Tuesday, May 12, 2026
Ann ret konekte ak Peyi w


Appeal Court upholds SOCU’s power to seize gold, cash in money laundering case

By guasw2 , in Uncategorized , at May 12, 2026

The Court of Appeal has dismissed the move by a Brazilian gold dealer and his company to challenge the Special Organised Crime Unit’s (SOCU) authority to seize over $162 million in gold and cash linked to an ongoing money laundering case.

The Court of Appeal’s ruling, handed down Monday by Justices Jo-Ann Barlow, Dawn Gregory, and Rafiq Khan S.C., was in relation to a case brought by Sebastiao De Oliveira Moura and Moura Gago Gold Inc.

The ruling concerned whether SOCU, as an unincorporated statutory body, has the legal standing to bring proceedings under the Anti-Money Laundering and Countering the Financing of Terrorism Act (AML/CFT Act). The court ruled unequivocally that it does, finding that the applicants had no realistic prospect of success on appeal.

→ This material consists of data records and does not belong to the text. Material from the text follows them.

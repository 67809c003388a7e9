pub mod autoscaling;
pub mod collectors;
pub mod config;
pub mod errors;
pub mod identity;
pub mod metrics;
pub mod pipeline;
pub mod publish;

“Formal incorporation is not required. Parliament has, by necessary implications arising from its statutory function, conferred the requisite legal standing,” the Court ruling noted.

At the centre of this case are 4,018.15 pennyweights of gold valued at approximately $80.9 million and cash totalling $81.1 million, belonging to De Oliveira Moura and his company, GAGO Gold Inc. The properties were first detained in February 2024 following a joint operation involving SOCU, the Ministry of Natural Resources, the Guyana Gold Board, and the Guyana Geology and Mines Commission (GGMC).

Then-Chief Justice Roxane George had ordered the properties released on April 3, 2025 — prompting SOCU to file five criminal counts of money laundering against De Oliveira Moura the very next day. Then, after the properties were returned to the respondents in late November 2025 pursuant to another court order, SOCU promptly re-seized them and returned to court seeking a fresh detention order.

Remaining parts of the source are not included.